*** Exercise data ***
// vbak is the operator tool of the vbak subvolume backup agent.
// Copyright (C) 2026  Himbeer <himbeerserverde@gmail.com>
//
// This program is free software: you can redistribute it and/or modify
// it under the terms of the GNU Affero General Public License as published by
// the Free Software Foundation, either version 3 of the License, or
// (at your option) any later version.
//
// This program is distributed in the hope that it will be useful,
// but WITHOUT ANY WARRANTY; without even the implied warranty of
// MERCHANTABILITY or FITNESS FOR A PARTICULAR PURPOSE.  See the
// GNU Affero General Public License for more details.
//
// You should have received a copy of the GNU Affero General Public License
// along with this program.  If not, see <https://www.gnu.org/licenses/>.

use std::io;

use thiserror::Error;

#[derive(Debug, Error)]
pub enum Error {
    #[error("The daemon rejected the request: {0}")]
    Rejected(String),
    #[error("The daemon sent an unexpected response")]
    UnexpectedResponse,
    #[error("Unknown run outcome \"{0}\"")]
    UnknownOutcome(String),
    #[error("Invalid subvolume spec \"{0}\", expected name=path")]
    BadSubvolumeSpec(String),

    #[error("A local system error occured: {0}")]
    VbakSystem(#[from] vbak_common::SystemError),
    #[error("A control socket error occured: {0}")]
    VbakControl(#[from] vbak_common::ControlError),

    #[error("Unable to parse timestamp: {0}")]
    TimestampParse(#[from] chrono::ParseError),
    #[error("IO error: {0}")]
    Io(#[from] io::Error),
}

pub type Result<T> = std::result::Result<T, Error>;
*** End of Exercise data ***
*** Exercise data ***
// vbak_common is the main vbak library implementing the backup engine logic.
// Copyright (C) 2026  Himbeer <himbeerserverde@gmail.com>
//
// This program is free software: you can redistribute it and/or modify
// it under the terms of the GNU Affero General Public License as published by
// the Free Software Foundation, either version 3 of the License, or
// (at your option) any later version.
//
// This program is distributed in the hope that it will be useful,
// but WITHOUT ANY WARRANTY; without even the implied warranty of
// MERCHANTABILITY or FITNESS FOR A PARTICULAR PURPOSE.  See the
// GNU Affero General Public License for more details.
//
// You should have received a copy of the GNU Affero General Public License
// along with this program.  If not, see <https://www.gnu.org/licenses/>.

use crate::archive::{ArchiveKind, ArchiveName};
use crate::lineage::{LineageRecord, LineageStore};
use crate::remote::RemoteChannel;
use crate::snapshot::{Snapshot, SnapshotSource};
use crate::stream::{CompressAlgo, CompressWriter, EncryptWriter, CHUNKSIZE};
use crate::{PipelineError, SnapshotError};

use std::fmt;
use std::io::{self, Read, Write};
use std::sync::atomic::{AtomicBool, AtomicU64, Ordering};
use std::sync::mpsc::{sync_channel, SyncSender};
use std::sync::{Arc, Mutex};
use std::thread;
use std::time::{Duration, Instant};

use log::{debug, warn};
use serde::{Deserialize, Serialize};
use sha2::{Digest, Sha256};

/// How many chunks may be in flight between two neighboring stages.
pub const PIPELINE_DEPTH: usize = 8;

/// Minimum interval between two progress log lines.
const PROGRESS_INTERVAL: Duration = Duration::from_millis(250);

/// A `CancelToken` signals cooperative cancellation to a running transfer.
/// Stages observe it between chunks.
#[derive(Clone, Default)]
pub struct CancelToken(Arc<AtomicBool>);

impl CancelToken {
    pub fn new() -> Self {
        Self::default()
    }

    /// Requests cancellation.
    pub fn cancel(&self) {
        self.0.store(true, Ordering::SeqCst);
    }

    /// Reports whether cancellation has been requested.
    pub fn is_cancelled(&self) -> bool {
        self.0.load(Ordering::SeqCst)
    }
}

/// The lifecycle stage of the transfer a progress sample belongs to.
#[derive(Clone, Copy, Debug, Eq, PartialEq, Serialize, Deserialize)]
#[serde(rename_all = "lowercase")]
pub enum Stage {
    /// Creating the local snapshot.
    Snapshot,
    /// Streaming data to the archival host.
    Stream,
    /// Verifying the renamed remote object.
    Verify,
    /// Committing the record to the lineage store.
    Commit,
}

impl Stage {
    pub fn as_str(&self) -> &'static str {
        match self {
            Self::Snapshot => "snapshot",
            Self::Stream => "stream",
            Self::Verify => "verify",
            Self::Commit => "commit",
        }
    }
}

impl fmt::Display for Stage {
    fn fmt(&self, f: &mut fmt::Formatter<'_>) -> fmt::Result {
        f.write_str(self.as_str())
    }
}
*** End of Exercise data ***
*** Exercise data ***
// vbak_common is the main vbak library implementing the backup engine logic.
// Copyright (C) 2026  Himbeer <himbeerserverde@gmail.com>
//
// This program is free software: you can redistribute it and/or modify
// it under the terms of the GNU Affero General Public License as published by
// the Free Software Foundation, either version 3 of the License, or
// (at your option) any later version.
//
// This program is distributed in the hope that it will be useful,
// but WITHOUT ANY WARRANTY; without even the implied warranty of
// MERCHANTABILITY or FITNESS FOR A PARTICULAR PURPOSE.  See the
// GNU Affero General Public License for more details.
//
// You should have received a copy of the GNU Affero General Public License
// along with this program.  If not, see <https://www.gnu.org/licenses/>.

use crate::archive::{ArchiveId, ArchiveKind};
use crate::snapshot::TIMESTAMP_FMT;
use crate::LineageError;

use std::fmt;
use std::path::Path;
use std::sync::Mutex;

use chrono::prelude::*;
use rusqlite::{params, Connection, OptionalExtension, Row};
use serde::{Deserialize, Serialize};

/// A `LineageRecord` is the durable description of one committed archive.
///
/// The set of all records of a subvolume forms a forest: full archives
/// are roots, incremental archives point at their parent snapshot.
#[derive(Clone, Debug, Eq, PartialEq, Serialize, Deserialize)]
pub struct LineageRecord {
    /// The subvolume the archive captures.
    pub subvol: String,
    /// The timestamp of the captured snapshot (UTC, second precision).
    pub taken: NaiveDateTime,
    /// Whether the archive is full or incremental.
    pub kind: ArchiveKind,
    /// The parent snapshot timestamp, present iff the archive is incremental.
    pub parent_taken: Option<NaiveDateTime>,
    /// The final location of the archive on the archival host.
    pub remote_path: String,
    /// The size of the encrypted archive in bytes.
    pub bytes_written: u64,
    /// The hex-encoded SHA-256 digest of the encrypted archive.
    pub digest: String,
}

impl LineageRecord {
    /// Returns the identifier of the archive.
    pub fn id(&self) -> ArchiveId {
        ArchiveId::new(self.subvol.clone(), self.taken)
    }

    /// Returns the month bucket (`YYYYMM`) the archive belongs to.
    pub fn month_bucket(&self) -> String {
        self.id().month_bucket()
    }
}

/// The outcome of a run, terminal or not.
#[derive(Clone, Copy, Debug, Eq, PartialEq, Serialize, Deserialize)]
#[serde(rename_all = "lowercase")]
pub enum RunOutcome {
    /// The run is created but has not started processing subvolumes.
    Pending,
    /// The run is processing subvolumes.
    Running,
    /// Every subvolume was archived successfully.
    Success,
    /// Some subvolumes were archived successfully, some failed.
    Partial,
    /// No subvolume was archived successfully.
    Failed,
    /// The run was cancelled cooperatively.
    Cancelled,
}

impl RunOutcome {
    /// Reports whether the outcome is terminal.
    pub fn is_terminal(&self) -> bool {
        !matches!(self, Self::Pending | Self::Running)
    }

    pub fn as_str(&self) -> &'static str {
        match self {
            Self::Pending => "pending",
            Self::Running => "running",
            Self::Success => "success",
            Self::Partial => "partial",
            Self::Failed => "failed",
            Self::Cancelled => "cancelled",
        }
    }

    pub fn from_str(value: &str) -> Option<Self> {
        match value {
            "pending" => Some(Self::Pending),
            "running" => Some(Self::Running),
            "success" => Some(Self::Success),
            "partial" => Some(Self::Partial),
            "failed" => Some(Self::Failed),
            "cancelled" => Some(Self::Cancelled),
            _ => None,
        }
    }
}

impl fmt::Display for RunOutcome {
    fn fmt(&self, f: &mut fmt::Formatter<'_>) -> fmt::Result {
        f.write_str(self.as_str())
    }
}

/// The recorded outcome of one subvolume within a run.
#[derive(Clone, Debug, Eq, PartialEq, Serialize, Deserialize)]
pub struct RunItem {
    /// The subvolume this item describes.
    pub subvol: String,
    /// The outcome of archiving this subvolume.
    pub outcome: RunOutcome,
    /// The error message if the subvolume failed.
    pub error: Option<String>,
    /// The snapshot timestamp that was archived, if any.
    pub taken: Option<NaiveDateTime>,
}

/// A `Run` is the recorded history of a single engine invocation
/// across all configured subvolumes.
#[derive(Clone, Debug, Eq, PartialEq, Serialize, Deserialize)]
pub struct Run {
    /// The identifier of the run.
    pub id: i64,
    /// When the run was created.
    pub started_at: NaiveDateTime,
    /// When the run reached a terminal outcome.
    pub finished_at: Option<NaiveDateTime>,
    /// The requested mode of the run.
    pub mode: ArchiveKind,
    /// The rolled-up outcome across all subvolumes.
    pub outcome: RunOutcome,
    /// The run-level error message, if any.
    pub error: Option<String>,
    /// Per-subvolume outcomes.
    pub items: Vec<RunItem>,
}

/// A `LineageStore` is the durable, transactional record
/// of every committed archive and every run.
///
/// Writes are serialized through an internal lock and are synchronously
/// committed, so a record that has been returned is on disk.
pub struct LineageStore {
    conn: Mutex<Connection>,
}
*** End of Exercise data ***
Show every line in the entries where the string "const" occurs.

Task response:
pub const PIPELINE_DEPTH: usize = 8;
const PROGRESS_INTERVAL: Duration = Duration::from_millis(250);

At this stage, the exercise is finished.